Main route of the trepang trade. © Peter Johnson (2013).

These visitors came to collect and process trepang, or sea cucumber, for trade into the Chinese markets. This was the tail end of a great trading network the includes the spice route and the silk road. The spice trade route was a network that connected the East and West. Goods, ideas, and people moved in an exchange system that linked the west coast of Japan, across the Indonesian archipelago, around the Indian subcontinent, Africa and the Indian Ocean, the Arabian Peninsula and beyond. China and the famous silk road were an extended part of this large scale trade network. Northern Australia played a minor but historically significant role, through the trepang industry and the other trade items including beeswax, pearlshell, and turtleshell.

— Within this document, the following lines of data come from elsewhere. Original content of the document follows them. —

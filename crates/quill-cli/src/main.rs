//! Quill CLI - offline-first notes from the terminal
//!
//! Writes always land locally first; `quill sync` pushes pending changes to
//! the remote store when one is configured.

mod cli;
mod commands;
mod error;

use std::env;
use std::path::PathBuf;

use clap::Parser;

use crate::cli::{CategoryCommands, Cli, Commands};
use crate::error::CliError;

#[tokio::main]
async fn main() {
    if let Err(error) = run().await {
        eprintln!("Error: {error}");
        std::process::exit(1);
    }
}

async fn run() -> Result<(), CliError> {
    dotenvy::dotenv().ok();

    tracing_subscriber::fmt()
        .with_env_filter(
            tracing_subscriber::EnvFilter::from_default_env()
                .add_directive("quill=info".parse().unwrap()),
        )
        .init();

    let cli = Cli::parse();
    let db_path = resolve_db_path(cli.db_path);

    match cli.command {
        Commands::Add {
            title,
            content,
            category,
        } => commands::add::run_add(&title, &content, category.as_deref(), &db_path)?,
        Commands::List { pull, json } => commands::list::run_list(pull, json, &db_path).await?,
        Commands::Get { id, json } => commands::get::run_get(&id, json, &db_path).await?,
        Commands::Edit {
            id,
            title,
            content,
            category,
        } => {
            commands::edit::run_edit(
                &id,
                title.as_deref(),
                content.as_deref(),
                category.as_deref(),
                &db_path,
            )
            .await?;
        }
        Commands::Delete { id } => commands::delete::run_delete(&id, &db_path)?,
        Commands::Category { command } => match command {
            CategoryCommands::Add {
                name,
                color,
                position,
            } => commands::category::run_category_add(&name, color.as_deref(), position, &db_path)?,
            CategoryCommands::List { json } => {
                commands::category::run_category_list(json, &db_path).await?;
            }
            CategoryCommands::Delete { id } => {
                commands::category::run_category_delete(&id, &db_path)?;
            }
        },
        Commands::Status => commands::status::run_status(&db_path)?,
        Commands::Sync => commands::sync::run_sync(&db_path).await?,
        Commands::Refresh => commands::sync::run_refresh(&db_path).await?,
    }

    Ok(())
}

fn resolve_db_path(cli_db_path: Option<PathBuf>) -> PathBuf {
    cli_db_path
        .or_else(|| env::var_os("QUILL_DB_PATH").map(PathBuf::from))
        .unwrap_or_else(default_db_path)
}

fn default_db_path() -> PathBuf {
    dirs::data_dir()
        .unwrap_or_else(|| PathBuf::from("."))
        .join("quill")
        .join("quill.db")
}
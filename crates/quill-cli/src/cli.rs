use std::path::PathBuf;

use clap::{Parser, Subcommand};

#[derive(Parser)]
#[command(name = "quill")]
#[command(about = "Offline-first notes with background sync")]
#[command(version)]
pub struct Cli {
    #[command(subcommand)]
    pub command: Commands,

    /// Optional path to local database file
    #[arg(long, value_name = "PATH")]
    pub db_path: Option<PathBuf>,
}

#[derive(Subcommand)]
pub enum Commands {
    /// Create a new note
    #[command(alias = "new")]
    Add {
        /// Note title
        title: String,
        /// Note body
        content: Vec<String>,
        /// Category id to file the note under
        #[arg(long, value_name = "ID")]
        category: Option<String>,
    },
    /// List notes
    List {
        /// Pull the remote collection into the cache before listing
        #[arg(long)]
        pull: bool,
        /// Output as JSON
        #[arg(long)]
        json: bool,
    },
    /// Show a single note
    Get {
        /// Note id
        id: String,
        /// Output as JSON
        #[arg(long)]
        json: bool,
    },
    /// Edit an existing note
    Edit {
        /// Note id
        id: String,
        /// New title
        #[arg(long)]
        title: Option<String>,
        /// New body
        #[arg(long)]
        content: Option<String>,
        /// New category id; pass an empty string to clear
        #[arg(long, value_name = "ID")]
        category: Option<String>,
    },
    /// Delete a note
    Delete {
        /// Note id
        id: String,
    },
    /// Manage categories
    Category {
        #[command(subcommand)]
        command: CategoryCommands,
    },
    /// Show local database and sync status
    Status,
    /// Push pending local changes to the remote store
    Sync,
    /// Replace the local cache with the remote collections
    Refresh,
}

#[derive(Subcommand)]
pub enum CategoryCommands {
    /// Create a new category
    #[command(alias = "new")]
    Add {
        /// Category name
        name: String,
        /// Display color as #RGB or #RRGGBB
        #[arg(long, value_name = "HEX")]
        color: Option<String>,
        /// Sort position in listings
        #[arg(long, default_value = "0")]
        position: i64,
    },
    /// List categories
    List {
        /// Output as JSON
        #[arg(long)]
        json: bool,
    },
    /// Delete a category
    Delete {
        /// Category id
        id: String,
    },
}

Sailing their ships known as praus with the western monsoon winds, the trepangers would leave South Sulawesi around December and would work the Northern Australian trepang grounds until March or April, when they would return to the port of Makassar on the eastern trade winds. Today, we know of these visits from extensive oral histories on both sides of the Arafura and Timor Seas. Further evidence for the trepang trade can be found in the many sites dotted across Northern Australia containing the remains of trepang processing sites. Other evidence includes the presence of introduced tamarind trees, rock art paintings of praus, and Aboriginal archaeological sites containing introduced Asian pottery, metal, and glass. Linguists have shown that there is evidence of these visits – and of long-term relationships – in the inclusion of Indonesian words in local Aboriginal languages, while archaeologists have demonstrated that Aboriginal people traded and exchanged with their Indonesian visitors, going on to use newly-acquired items in their customary exchange networks. The introduction of dugout canoes, a new maritime technology, transformed Aboriginal coast and sea activities. Although the date of the trepang trade is disputed, it is at the very least many hundreds of years old, probably dating to the seventeenth century or even earlier.

Discussions of the maritime spice and silk routes invariably ignore the trepang industry and its Northern Australian connections. However, museums can begin addressing this omission by merely extending their maps and charts to include the trepang industry. As this 1872 map by John George Bartholomew evocatively illustrates, Northern Australia should be considered part of Southeast Asia, and as such the trepang trade can be seen as connected to the great maritime ventures that saw ships and their crews scour the region for spices, silver, cloth, and other trade goods.

Map of the Dutch Possessions, in the Indian Archipelago

“Sketch Map of the Dutch Possessions, in the Indian Archipelago” by John George Bartholomew (1872), part of the David Rumsey Historical Map Collection. © Cartography Associates (2000), licensed under Creative Commons.

Australia, too often thought of as isolated and remote, was a minor but significant player in the global expansion of trade and exchange. As GEM expands, we hope that collaborations with museums like ACM will change how the stories of the Spice and Silk Routes are told. Such an intervention would be timely, as Indonesia launches an extensive campaign to propose the Spice Route as World Heritage.